Stored items:
________________________________________
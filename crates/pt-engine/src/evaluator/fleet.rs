// Message-passing worker fleet
// The coordinator feeds cell jobs into a shared pull queue; every node pulls
// until the queue drains and replies with the outcome of each cell

use async_trait::async_trait;
use crossbeam_channel::{unbounded, Receiver, Sender};
use serde::{Deserialize, Serialize};
use std::sync::Arc;
use tracing::{debug, info, warn};

use pt_types::{
    config_error, internal_error, CellId, CellOutcome, CostMatrix, Population, ProblemSet,
    TuneResult,
};

use super::{enter_phase, CellWorkspace, EvaluationPhase, Evaluator};
use crate::solver::{CellJob, ProcessSolver, SolverRunner, SolverTemplate};

/// One worker node of the fleet.
#[derive(Debug, Clone, PartialEq, Serialize, Deserialize)]
pub struct FleetNode {
    pub name: String,
    /// Command prefix that places the solver on the node, e.g. `["ssh", "node07"]`.
    /// Empty runs locally.
    #[serde(default)]
    pub launcher: Vec<String>,
}

impl FleetNode {
    pub fn local(name: impl Into<String>) -> Self {
        Self {
            name: name.into(),
            launcher: Vec::new(),
        }
    }

    pub fn remote(name: impl Into<String>, launcher: Vec<String>) -> Self {
        Self {
            name: name.into(),
            launcher,
        }
    }
}

struct Worker {
    name: String,
    runner: Arc<dyn SolverRunner>,
}

pub struct FleetEvaluator {
    workspace: CellWorkspace,
    workers: Vec<Worker>,
}

impl FleetEvaluator {
    /// Build one process runner per node. The invocation template is
    /// serialized once and every node shares the same decoded copy.
    pub fn from_nodes(
        workspace: CellWorkspace,
        template: &SolverTemplate,
        nodes: &[FleetNode],
    ) -> TuneResult<Self> {
        let encoded = serde_json::to_vec(template)?;
        let shared: Arc<SolverTemplate> = Arc::new(serde_json::from_slice(&encoded)?);
        info!(
            "Broadcasting solver template ({} bytes) to {} nodes",
            encoded.len(),
            nodes.len()
        );

        let runners = nodes
            .iter()
            .map(|node| {
                let runner: Arc<dyn SolverRunner> = Arc::new(
                    ProcessSolver::new(Arc::clone(&shared)).with_launcher(node.launcher.clone()),
                );
                (node.name.clone(), runner)
            })
            .collect();
        Self::with_runners(workspace, runners)
    }

    pub fn with_runners(
        workspace: CellWorkspace,
        runners: Vec<(String, Arc<dyn SolverRunner>)>,
    ) -> TuneResult<Self> {
        if runners.is_empty() {
            return Err(config_error!("worker fleet needs at least one node"));
        }
        let workers = runners
            .into_iter()
            .map(|(name, runner)| Worker { name, runner })
            .collect();
        Ok(Self { workspace, workers })
    }

    pub fn nodes(&self) -> usize {
        self.workers.len()
    }
}

fn serve(name: &str, runner: &dyn SolverRunner, jobs: Receiver<CellJob>, replies: Sender<(CellId, CellOutcome)>) {
    let mut served = 0usize;
    while let Ok(job) = jobs.recv() {
        let outcome = runner.run(&job);
        served += 1;
        if replies.send((job.cell, outcome)).is_err() {
            warn!("Node {} lost its coordinator", name);
            return;
        }
    }
    debug!("Node {} served {} cells", name, served);
}

#[async_trait]
impl Evaluator for FleetEvaluator {
    fn name(&self) -> &'static str {
        "message_passing_fleet"
    }

    async fn evaluate(&self, population: &Population, problems: &ProblemSet) -> TuneResult<CostMatrix> {
        enter_phase(self.name(), EvaluationPhase::Dispatching);
        let jobs = self.workspace.prepare(population, problems)?;
        let (candidates, n_problems) = (population.len(), problems.len());

        let (job_tx, job_rx) = unbounded::<CellJob>();
        let (reply_tx, reply_rx) = unbounded::<(CellId, CellOutcome)>();
        let expected = jobs.len();
        for job in jobs {
            job_tx
                .send(job)
                .map_err(|e| internal_error!("job queue closed: {}", e))?;
        }
        drop(job_tx);

        let nodes: Vec<(String, Arc<dyn SolverRunner>)> = self
            .workers
            .iter()
            .map(|w| (w.name.clone(), Arc::clone(&w.runner)))
            .collect();

        enter_phase(self.name(), EvaluationPhase::Waiting);
        tokio::task::spawn_blocking(move || {
            std::thread::scope(|scope| {
                for (name, runner) in &nodes {
                    let jobs = job_rx.clone();
                    let replies = reply_tx.clone();
                    scope.spawn(move || serve(name, runner.as_ref(), jobs, replies));
                }
                drop(reply_tx);

                let mut costs = CostMatrix::new(candidates, n_problems);
                let mut received = 0usize;
                for (cell, outcome) in reply_rx.iter() {
                    costs.set(cell, outcome);
                    received += 1;
                }
                if received < expected {
                    warn!("Fleet returned {} of {} cells", received, expected);
                }
                costs
            })
        })
        .await
        .map_err(|e| internal_error!("fleet evaluation panicked: {}", e))
    }
}

#[cfg(test)]
mod tests {
    use super::*;
    use crate::evaluator::testing::{handler, problems, TableRunner};
    use parking_lot::Mutex;
    use std::collections::HashSet;

    #[tokio::test]
    async fn every_cell_served_exactly_once_across_nodes() {
        let dir = tempfile::tempdir().unwrap();
        let nodes: Vec<Arc<TableRunner>> = (0..3).map(|_| Arc::new(TableRunner::new())).collect();
        let runners = nodes
            .iter()
            .enumerate()
            .map(|(i, r)| (format!("node{i}"), Arc::clone(r) as Arc<dyn SolverRunner>))
            .collect();
        let evaluator =
            FleetEvaluator::with_runners(CellWorkspace::new(dir.path(), handler()), runners).unwrap();
        assert_eq!(evaluator.nodes(), 3);

        let population = vec![vec![1.0, 2.0]; 6];
        let costs = evaluator.evaluate(&population, &problems(3)).await.unwrap();

        let mut seen = HashSet::new();
        for node in &nodes {
            for cell in node.calls.lock().iter() {
                assert!(seen.insert(*cell), "cell {cell} ran twice");
            }
        }
        assert_eq!(seen.len(), 18);
        for cell in CostMatrix::cell_ids(6, 3) {
            assert_eq!(costs.get(cell), TableRunner::expected(cell));
        }
    }

    struct Recording(Mutex<Vec<String>>, String);

    impl SolverRunner for Recording {
        fn run(&self, job: &CellJob) -> CellOutcome {
            self.0.lock().push(self.1.clone());
            CellOutcome::Success(job.cell.problem as u64 + 1)
        }
    }

    #[tokio::test]
    async fn single_node_fleet_completes() {
        let dir = tempfile::tempdir().unwrap();
        let log = Arc::new(Recording(Mutex::new(Vec::new()), "solo".into()));
        let evaluator = FleetEvaluator::with_runners(
            CellWorkspace::new(dir.path(), handler()),
            vec![("solo".into(), log.clone() as Arc<dyn SolverRunner>)],
        )
        .unwrap();

        let result = evaluator
            .score_params(&vec![vec![1.0, 1.0]; 2], &problems(2), true, None)
            .await
            .unwrap();
        assert_eq!(log.0.lock().len(), 4);
        assert_eq!(result.scores, vec![2.0, 2.0]);
    }

    #[test]
    fn empty_fleet_is_rejected() {
        let dir = tempfile::tempdir().unwrap();
        let workspace = CellWorkspace::new(dir.path(), handler());
        assert!(FleetEvaluator::with_runners(workspace.clone(), Vec::new()).is_err());
        assert!(FleetEvaluator::from_nodes(workspace, &SolverTemplate::default(), &[]).is_err());
    }

    #[test]
    fn node_config_from_json() {
        let node: FleetNode =
            serde_json::from_str(r#"{"name": "n1", "launcher": ["ssh", "n1"]}"#).unwrap();
        assert_eq!(node, FleetNode::remote("n1", vec!["ssh".into(), "n1".into()]));
        let local: FleetNode = serde_json::from_str(r#"{"name": "local"}"#).unwrap();
        assert_eq!(local, FleetNode::local("local"));
    }
}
________________________________________
◆ About this exercise
The answer must be the data above, repeated exactly as it stands.

◆ Answer
filename crates/pt-engine/src/evaluator/fleet.rs
// Message-passing worker fleet
// The coordinator feeds cell jobs into a shared pull queue; every node pulls
// until the queue drains and replies with the outcome of each cell

use async_trait::async_trait;
use crossbeam_channel::{unbounded, Receiver, Sender};
use serde::{Deserialize, Serialize};
use std::sync::Arc;
use tracing::{debug, info, warn};

use pt_types::{
    config_error, internal_error, CellId, CellOutcome, CostMatrix, Population, ProblemSet,
    TuneResult,
};

use super::{enter_phase, CellWorkspace, EvaluationPhase, Evaluator};
use crate::solver::{CellJob, ProcessSolver, SolverRunner, SolverTemplate};

/// One worker node of the fleet.
#[derive(Debug, Clone, PartialEq, Serialize, Deserialize)]
pub struct FleetNode {
    pub name: String,
    /// Command prefix that places the solver on the node, e.g. `["ssh", "node07"]`.
    /// Empty runs locally.
    #[serde(default)]
    pub launcher: Vec<String>,
}

impl FleetNode {
    pub fn local(name: impl Into<String>) -> Self {
        Self {
            name: name.into(),
            launcher: Vec::new(),
        }
    }

    pub fn remote(name: impl Into<String>, launcher: Vec<String>) -> Self {
        Self {
            name: name.into(),
            launcher,
        }
    }
}

struct Worker {
    name: String,
    runner: Arc<dyn SolverRunner>,
}

pub struct FleetEvaluator {
    workspace: CellWorkspace,
    workers: Vec<Worker>,
}

impl FleetEvaluator {
    /// Build one process runner per node. The invocation template is
    /// serialized once and every node shares the same decoded copy.
    pub fn from_nodes(
        workspace: CellWorkspace,
        template: &SolverTemplate,
        nodes: &[FleetNode],
    ) -> TuneResult<Self> {
        let encoded = serde_json::to_vec(template)?;
        let shared: Arc<SolverTemplate> = Arc::new(serde_json::from_slice(&encoded)?);
        info!(
            "Broadcasting solver template ({} bytes) to {} nodes",
            encoded.len(),
            nodes.len()
        );

        let runners = nodes
            .iter()
            .map(|node| {
                let runner: Arc<dyn SolverRunner> = Arc::new(
                    ProcessSolver::new(Arc::clone(&shared)).with_launcher(node.launcher.clone()),
                );
                (node.name.clone(), runner)
            })
            .collect();
        Self::with_runners(workspace, runners)
    }

    pub fn with_runners(
        workspace: CellWorkspace,
        runners: Vec<(String, Arc<dyn SolverRunner>)>,
    ) -> TuneResult<Self> {
        if runners.is_empty() {
            return Err(config_error!("worker fleet needs at least one node"));
        }
        let workers = runners
            .into_iter()
            .map(|(name, runner)| Worker { name, runner })
            .collect();
        Ok(Self { workspace, workers })
    }

    pub fn nodes(&self) -> usize {
        self.workers.len()
    }
}

fn serve(name: &str, runner: &dyn SolverRunner, jobs: Receiver<CellJob>, replies: Sender<(CellId, CellOutcome)>) {
    let mut served = 0usize;
    while let Ok(job) = jobs.recv() {
        let outcome = runner.run(&job);
        served += 1;
        if replies.send((job.cell, outcome)).is_err() {
            warn!("Node {} lost its coordinator", name);
            return;
        }
    }
    debug!("Node {} served {} cells", name, served);
}

#[async_trait]
impl Evaluator for FleetEvaluator {
    fn name(&self) -> &'static str {
        "message_passing_fleet"
    }

    async fn evaluate(&self, population: &Population, problems: &ProblemSet) -> TuneResult<CostMatrix> {
        enter_phase(self.name(), EvaluationPhase::Dispatching);
        let jobs = self.workspace.prepare(population, problems)?;
        let (candidates, n_problems) = (population.len(), problems.len());

        let (job_tx, job_rx) = unbounded::<CellJob>();
        let (reply_tx, reply_rx) = unbounded::<(CellId, CellOutcome)>();
        let expected = jobs.len();
        for job in jobs {
            job_tx
                .send(job)
                .map_err(|e| internal_error!("job queue closed: {}", e))?;
        }
        drop(job_tx);

        let nodes: Vec<(String, Arc<dyn SolverRunner>)> = self
            .workers
            .iter()
            .map(|w| (w.name.clone(), Arc::clone(&w.runner)))
            .collect();

        enter_phase(self.name(), EvaluationPhase::Waiting);
        tokio::task::spawn_blocking(move || {
            std::thread::scope(|scope| {
                for (name, runner) in &nodes {
                    let jobs = job_rx.clone();
                    let replies = reply_tx.clone();
                    scope.spawn(move || serve(name, runner.as_ref(), jobs, replies));
                }
                drop(reply_tx);

                let mut costs = CostMatrix::new(candidates, n_problems);
                let mut received = 0usize;
                for (cell, outcome) in reply_rx.iter() {
                    costs.set(cell, outcome);
                    received += 1;
                }
                if received < expected {
                    warn!("Fleet returned {} of {} cells", received, expected);
                }
                costs
            })
        })
        .await
        .map_err(|e| internal_error!("fleet evaluation panicked: {}", e))
    }
}

#[cfg(test)]
mod tests {
    use super::*;
    use crate::evaluator::testing::{handler, problems, TableRunner};
    use parking_lot::Mutex;
    use std::collections::HashSet;

    #[tokio::test]
    async fn every_cell_served_exactly_once_across_nodes() {
        let dir = tempfile::tempdir().unwrap();
        let nodes: Vec<Arc<TableRunner>> = (0..3).map(|_| Arc::new(TableRunner::new())).collect();
        let runners = nodes
            .iter()
            .enumerate()
            .map(|(i, r)| (format!("node{i}"), Arc::clone(r) as Arc<dyn SolverRunner>))
            .collect();
        let evaluator =
            FleetEvaluator::with_runners(CellWorkspace::new(dir.path(), handler()), runners).unwrap();
        assert_eq!(evaluator.nodes(), 3);

        let population = vec![vec![1.0, 2.0]; 6];
        let costs = evaluator.evaluate(&population, &problems(3)).await.unwrap();

        let mut seen = HashSet::new();
        for node in &nodes {
            for cell in node.calls.lock().iter() {
                assert!(seen.insert(*cell), "cell {cell} ran twice");
            }
        }
        assert_eq!(seen.len(), 18);
        for cell in CostMatrix::cell_ids(6, 3) {
            assert_eq!(costs.get(cell), TableRunner::expected(cell));
        }
    }

    struct Recording(Mutex<Vec<String>>, String);

    impl SolverRunner for Recording {
        fn run(&self, job: &CellJob) -> CellOutcome {
            self.0.lock().push(self.1.clone());
            CellOutcome::Success(job.cell.problem as u64 + 1)
        }
    }

    #[tokio::test]
    async fn single_node_fleet_completes() {
        let dir = tempfile::tempdir().unwrap();
        let log = Arc::new(Recording(Mutex::new(Vec::new()), "solo".into()));
        let evaluator = FleetEvaluator::with_runners(
            CellWorkspace::new(dir.path(), handler()),
            vec![("solo".into(), log.clone() as Arc<dyn SolverRunner>)],
        )
        .unwrap();

        let result = evaluator
            .score_params(&vec![vec![1.0, 1.0]; 2], &problems(2), true, None)
            .await
            .unwrap();
        assert_eq!(log.0.lock().len(), 4);
        assert_eq!(result.scores, vec![2.0, 2.0]);
    }

    #[test]
    fn empty_fleet_is_rejected() {
        let dir = tempfile::tempdir().unwrap();
        let workspace = CellWorkspace::new(dir.path(), handler());
        assert!(FleetEvaluator::with_runners(workspace.clone(), Vec::new()).is_err());
        assert!(FleetEvaluator::from_nodes(workspace, &SolverTemplate::default(), &[]).is_err());
    }

    #[test]
    fn node_config_from_json() {
        let node: FleetNode =
            serde_json::from_str(r#"{"name": "n1", "launcher": ["ssh", "n1"]}"#).unwrap();
        assert_eq!(node, FleetNode::remote("n1", vec!["ssh".into(), "n1".into()]));
        let local: FleetNode = serde_json::from_str(r#"{"name": "local"}"#).unwrap();
        assert_eq!(local, FleetNode::local("local"));
    }
}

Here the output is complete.